Start of Block
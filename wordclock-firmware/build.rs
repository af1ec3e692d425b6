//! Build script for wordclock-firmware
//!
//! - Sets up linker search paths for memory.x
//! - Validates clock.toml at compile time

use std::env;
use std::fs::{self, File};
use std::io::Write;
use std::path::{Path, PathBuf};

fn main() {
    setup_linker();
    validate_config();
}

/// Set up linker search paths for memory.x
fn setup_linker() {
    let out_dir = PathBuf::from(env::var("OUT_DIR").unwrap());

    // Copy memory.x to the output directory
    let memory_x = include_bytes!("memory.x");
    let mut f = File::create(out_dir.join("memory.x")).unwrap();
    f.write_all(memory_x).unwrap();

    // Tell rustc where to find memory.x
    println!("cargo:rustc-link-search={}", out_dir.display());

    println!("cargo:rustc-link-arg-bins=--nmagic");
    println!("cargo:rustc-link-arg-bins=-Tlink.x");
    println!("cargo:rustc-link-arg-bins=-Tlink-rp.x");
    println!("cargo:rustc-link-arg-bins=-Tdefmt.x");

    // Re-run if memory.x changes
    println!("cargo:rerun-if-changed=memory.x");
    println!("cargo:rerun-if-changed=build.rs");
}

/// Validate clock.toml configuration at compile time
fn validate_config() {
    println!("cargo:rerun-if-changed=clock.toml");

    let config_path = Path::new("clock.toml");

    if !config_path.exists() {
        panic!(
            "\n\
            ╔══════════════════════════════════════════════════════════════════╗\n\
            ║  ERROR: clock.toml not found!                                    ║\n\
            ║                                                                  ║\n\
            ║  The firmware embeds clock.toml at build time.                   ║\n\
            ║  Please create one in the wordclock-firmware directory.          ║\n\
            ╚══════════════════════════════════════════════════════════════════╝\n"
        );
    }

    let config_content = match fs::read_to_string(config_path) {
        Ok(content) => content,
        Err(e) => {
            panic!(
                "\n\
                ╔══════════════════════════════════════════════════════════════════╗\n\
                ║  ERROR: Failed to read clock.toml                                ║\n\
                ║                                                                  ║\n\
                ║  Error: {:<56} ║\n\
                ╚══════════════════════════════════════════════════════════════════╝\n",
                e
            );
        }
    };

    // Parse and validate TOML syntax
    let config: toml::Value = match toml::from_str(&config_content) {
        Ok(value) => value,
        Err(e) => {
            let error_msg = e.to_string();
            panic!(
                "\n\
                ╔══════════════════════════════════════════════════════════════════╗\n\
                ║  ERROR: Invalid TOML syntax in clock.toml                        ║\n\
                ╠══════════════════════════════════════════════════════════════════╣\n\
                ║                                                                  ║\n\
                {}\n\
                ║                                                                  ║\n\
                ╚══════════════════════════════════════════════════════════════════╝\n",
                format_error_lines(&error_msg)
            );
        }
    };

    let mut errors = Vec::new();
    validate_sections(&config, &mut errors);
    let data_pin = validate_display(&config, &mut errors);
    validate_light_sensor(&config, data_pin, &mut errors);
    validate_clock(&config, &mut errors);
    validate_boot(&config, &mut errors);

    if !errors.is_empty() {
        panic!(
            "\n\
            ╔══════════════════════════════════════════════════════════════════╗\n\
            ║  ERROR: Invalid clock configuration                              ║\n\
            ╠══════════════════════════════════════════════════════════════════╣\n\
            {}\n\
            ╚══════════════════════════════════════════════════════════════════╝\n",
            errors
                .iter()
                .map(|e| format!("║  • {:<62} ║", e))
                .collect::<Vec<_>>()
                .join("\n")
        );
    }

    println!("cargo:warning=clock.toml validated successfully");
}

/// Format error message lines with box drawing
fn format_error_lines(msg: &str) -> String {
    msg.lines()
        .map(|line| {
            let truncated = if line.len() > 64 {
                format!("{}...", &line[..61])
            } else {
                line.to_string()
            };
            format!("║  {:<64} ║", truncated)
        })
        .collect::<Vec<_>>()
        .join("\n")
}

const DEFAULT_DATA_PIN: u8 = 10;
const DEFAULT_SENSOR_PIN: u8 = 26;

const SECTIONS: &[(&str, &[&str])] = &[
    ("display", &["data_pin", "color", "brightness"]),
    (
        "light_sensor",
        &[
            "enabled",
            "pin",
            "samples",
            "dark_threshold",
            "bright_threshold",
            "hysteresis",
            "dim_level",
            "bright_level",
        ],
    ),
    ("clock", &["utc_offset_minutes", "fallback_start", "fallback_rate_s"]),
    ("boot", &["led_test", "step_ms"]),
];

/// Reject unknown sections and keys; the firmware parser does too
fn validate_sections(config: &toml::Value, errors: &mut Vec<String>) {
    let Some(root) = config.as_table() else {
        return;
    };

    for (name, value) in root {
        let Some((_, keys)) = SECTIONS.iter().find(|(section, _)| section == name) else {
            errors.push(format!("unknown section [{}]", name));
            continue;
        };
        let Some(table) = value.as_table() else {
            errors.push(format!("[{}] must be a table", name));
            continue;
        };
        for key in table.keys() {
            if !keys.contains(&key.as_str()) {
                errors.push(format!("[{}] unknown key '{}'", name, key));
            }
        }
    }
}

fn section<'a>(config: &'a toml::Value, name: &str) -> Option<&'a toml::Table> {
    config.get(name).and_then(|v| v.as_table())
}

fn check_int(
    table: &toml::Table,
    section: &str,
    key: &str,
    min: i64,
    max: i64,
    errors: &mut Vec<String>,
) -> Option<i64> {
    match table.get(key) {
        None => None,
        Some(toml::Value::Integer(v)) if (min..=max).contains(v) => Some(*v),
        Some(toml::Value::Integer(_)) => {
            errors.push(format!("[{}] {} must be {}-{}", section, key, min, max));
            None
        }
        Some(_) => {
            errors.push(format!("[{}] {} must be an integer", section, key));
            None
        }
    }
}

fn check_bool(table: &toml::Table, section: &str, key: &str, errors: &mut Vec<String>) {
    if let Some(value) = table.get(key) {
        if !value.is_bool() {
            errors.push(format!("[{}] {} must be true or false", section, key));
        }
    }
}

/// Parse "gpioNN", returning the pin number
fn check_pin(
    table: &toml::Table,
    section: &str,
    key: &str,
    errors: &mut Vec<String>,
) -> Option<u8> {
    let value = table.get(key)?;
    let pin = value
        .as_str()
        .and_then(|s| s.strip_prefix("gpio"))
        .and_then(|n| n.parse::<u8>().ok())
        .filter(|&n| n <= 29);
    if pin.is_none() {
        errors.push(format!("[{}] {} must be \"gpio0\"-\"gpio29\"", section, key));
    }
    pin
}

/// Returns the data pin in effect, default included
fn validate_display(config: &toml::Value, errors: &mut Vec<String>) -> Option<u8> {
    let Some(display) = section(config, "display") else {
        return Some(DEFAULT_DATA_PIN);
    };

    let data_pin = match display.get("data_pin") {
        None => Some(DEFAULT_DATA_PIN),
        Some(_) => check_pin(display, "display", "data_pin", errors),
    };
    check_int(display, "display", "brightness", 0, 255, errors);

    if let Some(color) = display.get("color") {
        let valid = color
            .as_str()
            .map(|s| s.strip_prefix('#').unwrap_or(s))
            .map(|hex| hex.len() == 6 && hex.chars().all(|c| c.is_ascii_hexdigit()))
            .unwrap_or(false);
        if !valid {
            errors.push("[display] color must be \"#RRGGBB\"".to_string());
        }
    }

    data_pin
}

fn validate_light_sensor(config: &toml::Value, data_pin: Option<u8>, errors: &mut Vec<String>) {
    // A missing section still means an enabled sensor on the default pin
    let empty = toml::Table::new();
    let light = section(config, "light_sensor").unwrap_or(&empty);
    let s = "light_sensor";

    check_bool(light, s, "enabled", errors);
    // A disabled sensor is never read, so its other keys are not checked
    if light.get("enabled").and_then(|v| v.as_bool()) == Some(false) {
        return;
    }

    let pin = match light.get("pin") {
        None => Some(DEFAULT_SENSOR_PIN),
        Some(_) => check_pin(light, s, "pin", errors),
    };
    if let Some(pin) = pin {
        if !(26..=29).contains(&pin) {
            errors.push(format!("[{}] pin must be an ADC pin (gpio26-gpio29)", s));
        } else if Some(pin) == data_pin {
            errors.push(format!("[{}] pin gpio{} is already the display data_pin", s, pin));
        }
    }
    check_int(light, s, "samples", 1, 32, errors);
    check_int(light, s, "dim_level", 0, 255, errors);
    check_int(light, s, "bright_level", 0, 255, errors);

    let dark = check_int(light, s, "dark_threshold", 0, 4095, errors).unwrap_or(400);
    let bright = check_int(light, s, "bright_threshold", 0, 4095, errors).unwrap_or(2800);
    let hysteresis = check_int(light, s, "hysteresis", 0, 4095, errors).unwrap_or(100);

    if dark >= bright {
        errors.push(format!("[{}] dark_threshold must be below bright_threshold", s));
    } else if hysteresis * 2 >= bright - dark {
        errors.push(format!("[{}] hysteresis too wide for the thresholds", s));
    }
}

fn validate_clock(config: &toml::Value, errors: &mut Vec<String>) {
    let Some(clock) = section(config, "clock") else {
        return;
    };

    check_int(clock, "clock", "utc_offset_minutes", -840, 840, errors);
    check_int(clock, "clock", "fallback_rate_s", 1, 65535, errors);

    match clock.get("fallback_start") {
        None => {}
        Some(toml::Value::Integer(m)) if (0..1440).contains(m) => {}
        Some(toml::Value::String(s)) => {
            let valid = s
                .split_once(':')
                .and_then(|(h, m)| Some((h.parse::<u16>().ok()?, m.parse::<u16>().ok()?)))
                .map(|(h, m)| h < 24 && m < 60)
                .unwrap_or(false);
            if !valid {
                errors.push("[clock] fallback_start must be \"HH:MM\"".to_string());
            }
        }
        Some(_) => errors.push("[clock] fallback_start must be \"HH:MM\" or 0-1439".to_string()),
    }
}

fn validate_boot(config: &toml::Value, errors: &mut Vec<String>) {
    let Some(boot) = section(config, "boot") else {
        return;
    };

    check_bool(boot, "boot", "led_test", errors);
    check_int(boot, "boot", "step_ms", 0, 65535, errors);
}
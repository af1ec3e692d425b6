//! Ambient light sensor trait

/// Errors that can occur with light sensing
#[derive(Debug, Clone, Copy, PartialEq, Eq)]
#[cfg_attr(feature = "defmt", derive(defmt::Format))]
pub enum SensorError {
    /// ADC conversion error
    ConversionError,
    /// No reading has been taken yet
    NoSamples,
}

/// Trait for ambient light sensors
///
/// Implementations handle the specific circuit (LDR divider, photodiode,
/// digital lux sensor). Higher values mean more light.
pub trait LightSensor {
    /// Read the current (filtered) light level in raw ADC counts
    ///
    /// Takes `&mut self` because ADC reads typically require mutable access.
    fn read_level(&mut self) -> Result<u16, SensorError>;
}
End of Block
**What to do**: For the string "create", search the preceding data and copy every line that includes it.

**Solution for this task**:
    let mut f = File::create(out_dir.join("memory.x")).unwrap();
            ║  Please create one in the wordclock-firmware directory.          ║\n\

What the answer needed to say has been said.